Gov. Jared Polis spoke to reporters on Wednesday about the state’s continuing efforts to contain the novel coronavirus.
The press conference follows the governor declaring a state of emergency on Tuesday which opened the door for more dramatic government actions. That included a new emergency rule that requires service and hospitality businesses to offer four days of paid leave for workers being tested for COVID-19, the disease.
The state also is opening testing facilities, including a drive-up center in Denver’s Lowry neighborhood and a planned new site in the mountains.
"As you know, our team has been preparing for this situation for months," Polis said. "This will get worse before it gets better."
Polis announced Wednesday the state would enact emergency rules limiting visitation to nursing facilities as well as directing CDHS to direct emergency policies for senior centers, veterans centers and the state hospital.
Polis also said the state would recommend school closures for 72 hours in cases where a positive case has been identified in a school.
"What is required is individual responsibility and action (in hygiene practices and social distancing)," Polis said.
Colorado's total presumptive positive cases of coronavirus rose by 16 people on Wednesday, bringing the statewide total to 33. There is one indeterminate test the state is treating as positive. One reported case was a Denver International Airport maintenance worker. Nine of those alone were in Pitkin County, and Polis called that area a "hot spot."
"We can confirm community spread in the high country," Polis said. "A single person can spread this virus to tens, dozens of individuals."
He also said that community spread is suspected in the Denver metro area, and that other states saw "stealth" spread before larger numbers of cases were reported.
"(Public health officials advised me that) we are likely on the verge of a tipping point where we will likely see more community spread in the days and weeks ahead," he said.

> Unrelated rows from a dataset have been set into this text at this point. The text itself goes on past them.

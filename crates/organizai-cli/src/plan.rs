//! Plan file: the schedule request kept as JSON between invocations.

use std::path::Path;

use organizai_core::{Config, ScheduleRequest};
use tracing::debug;

/// Load the plan, or start an empty one using the configured strategy.
pub fn load(path: &Path) -> Result<ScheduleRequest, Box<dyn std::error::Error>> {
    if !path.exists() {
        debug!(path = %path.display(), "no plan file yet; starting empty");
        let config = Config::load_or_default();
        return Ok(ScheduleRequest {
            strategy: config.planner.default_strategy,
            ..ScheduleRequest::default()
        });
    }
    let content = std::fs::read_to_string(path)?;
    let plan = serde_json::from_str(&content)
        .map_err(|e| format!("invalid plan file {}: {e}", path.display()))?;
    Ok(plan)
}

pub fn save(path: &Path, plan: &ScheduleRequest) -> Result<(), Box<dyn std::error::Error>> {
    let content = serde_json::to_string_pretty(plan)?;
    std::fs::write(path, content)?;
    Ok(())
}
//! Tasks handed to the schedule service alongside availability.

use chrono::{DateTime, NaiveDate, Utc};
use serde::{Deserialize, Serialize};
use std::fmt;
use std::str::FromStr;
use uuid::Uuid;

use crate::error::{TaskError, ValidationError};

/// Task priority. Wire tokens are `alta`, `media`, `baja`.
#[derive(Debug, Clone, Copy, PartialEq, Eq, PartialOrd, Ord, Hash, Serialize, Deserialize, Default)]
pub enum Priority {
    #[serde(rename = "alta")]
    High,
    #[default]
    #[serde(rename = "media")]
    Medium,
    #[serde(rename = "baja")]
    Low,
}

impl Priority {
    pub fn as_str(self) -> &'static str {
        match self {
            Priority::High => "alta",
            Priority::Medium => "media",
            Priority::Low => "baja",
        }
    }

    pub fn label(self) -> &'static str {
        match self {
            Priority::High => "Alta",
            Priority::Medium => "Media",
            Priority::Low => "Baja",
        }
    }
}

impl fmt::Display for Priority {
    fn fmt(&self, f: &mut fmt::Formatter<'_>) -> fmt::Result {
        f.write_str(self.as_str())
    }
}

impl FromStr for Priority {
    type Err = ValidationError;

    fn from_str(s: &str) -> Result<Self, Self::Err> {
        match s.trim().to_lowercase().as_str() {
            "alta" | "high" => Ok(Priority::High),
            "media" | "medium" => Ok(Priority::Medium),
            "baja" | "low" => Ok(Priority::Low),
            _ => Err(ValidationError::InvalidValue {
                field: "priority".into(),
                message: format!("unknown priority '{s}' (expected alta, media or baja)"),
            }),
        }
    }
}

/// Lowest and highest grade on the 1.0–7.0 scale.
pub const GRADE_RANGE: std::ops::RangeInclusive<f64> = 1.0..=7.0;

/// A piece of coursework to be scheduled.
#[derive(Debug, Clone, PartialEq, Serialize, Deserialize)]
#[serde(rename_all = "camelCase")]
pub struct Task {
    pub id: String,
    pub name: String,
    /// Duration in minutes.
    pub duration: u32,
    pub due_date: NaiveDate,
    pub priority: Priority,
    /// Current course average, 1.0–7.0.
    pub actual_grade: f64,
    pub created_at: DateTime<Utc>,
}

/// Unvalidated task form input.
#[derive(Debug, Clone)]
pub struct TaskDraft {
    pub name: String,
    pub duration: i64,
    pub due_date: Option<NaiveDate>,
    pub priority: Priority,
    pub actual_grade: f64,
}

impl Default for TaskDraft {
    fn default() -> Self {
        Self {
            name: String::new(),
            duration: 60,
            due_date: None,
            priority: Priority::Medium,
            actual_grade: 4.0,
        }
    }
}

impl TaskDraft {
    pub fn new(name: impl Into<String>) -> Self {
        Self {
            name: name.into(),
            ..Self::default()
        }
    }

    /// Validate the draft and assign an id.
    ///
    /// Checks run in order: name, due date presence, due date not before
    /// `today`, duration, grade.
    pub fn into_task(self, today: NaiveDate) -> Result<Task, TaskError> {
        let name = self.name.trim().to_string();
        if name.is_empty() {
            return Err(TaskError::MissingName);
        }
        let due_date = self.due_date.ok_or(TaskError::MissingDueDate)?;
        if due_date < today {
            return Err(TaskError::DueDateInPast { due_date, today });
        }
        if self.duration <= 0 {
            return Err(TaskError::NonPositiveDuration(self.duration));
        }
        if !self.actual_grade.is_finite() || !GRADE_RANGE.contains(&self.actual_grade) {
            return Err(TaskError::GradeOutOfRange(self.actual_grade));
        }

        Ok(Task {
            id: Uuid::new_v4().to_string(),
            name,
            duration: u32::try_from(self.duration).unwrap_or(u32::MAX),
            due_date,
            priority: self.priority,
            actual_grade: self.actual_grade,
            created_at: Utc::now(),
        })
    }
}
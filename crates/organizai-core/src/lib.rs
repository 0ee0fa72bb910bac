//! # OrganizAI Core Library
//!
//! Business logic for OrganizAI, a weekly study planner. The user declares
//! recurring availability either by painting a half-hour grid or by typing
//! blocks into a form; both views edit one block list, which is then sent
//! with the user's tasks and study strategy to a remote schedule service.
//!
//! ## Architecture
//!
//! - **Availability**: the grid ↔ block conversions, the overlap validator
//!   and the drag-selection state machine, wrapped by [`AvailabilityModel`]
//! - **Tasks & strategies**: validated task drafts and the study strategies
//!   the service understands
//! - **Schedule**: request/response payloads and the [`ScheduleClient`]
//! - **Storage**: TOML-based configuration
//!
//! ## Key Components
//!
//! - [`AvailabilityModel`]: authoritative block list plus derived grid
//! - [`ScheduleRequest`]: the payload handed to the schedule service
//! - [`Config`]: application configuration management

pub mod availability;
pub mod error;
pub mod events;
pub mod schedule;
pub mod storage;
pub mod strategy;
pub mod task;

pub use availability::{
    from_grid, to_grid, validate_candidate, AvailabilityModel, Day, DragMode, DragSession,
    DragState, Interval, ReleaseOrigin, Slot, TimeOfDay, WeekGrid,
};
pub use error::{ConfigError, CoreError, OverlapError, TaskError, ValidationError};
pub use events::Event;
pub use schedule::{group_by_day, ScheduleBlock, ScheduleClient, ScheduleRequest, ScheduleResponse};
pub use storage::{ApiConfig, Config, PlannerConfig};
pub use strategy::Strategy;
pub use task::{Priority, Task, TaskDraft};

Resort and mountain communities will be hit hardest first, Polis said. They have "limited surge capacity." The governor advises that people over 60 or those with chronic health conditions avoid unnecessary travel to high country outbreak areas and/or attending large public events.
"My administration is focused on protecting the most vulnerable populations and the broader public," he said.
Read more: What are the symptoms of COVID-19?
Polis did emphasize again that 80 percent of people who contract coronavirus will experience only minor symptoms and will not require hospitalization.
The governor said he understands the frustration and fear, but that it was time to support one another and follow best practices.
"But we need you to be part of working with us … to respond to this virus and to reduce the trajectory of its spread," Polis said. "This is really a test of our Colorado character."
Polis said he is still considering restrictions on public events.
"In the next two days, I'll be having conversations with the faith community as well as those who operate venues in Colorado," he said, adding that he'll also talk to the sports community.
"We want them to establish protocols where they can have safe spacing at events," Polis added, defining adequate space a 6-8 feet between groups of people.
If there's an immediate threat, "we won't hesitate to shut down public events," he said.
Universities across Colorado made the move en masse Wednesday to transition to online classes. Three University of Colorado campuses, Metropolitan University of Denver, Colorado College, University of Northern Colorado and Johnson & Wales University all plan to suspend in-person classes by the end of March, and many anticipate staying remote through the end of the spring semester.
More conferences and public gatherings continue to cancel or postpone events in the Denver area.
Polis has faced questions from Republican lawmakers because he announced the emergency verbally, rather than with a formal written order.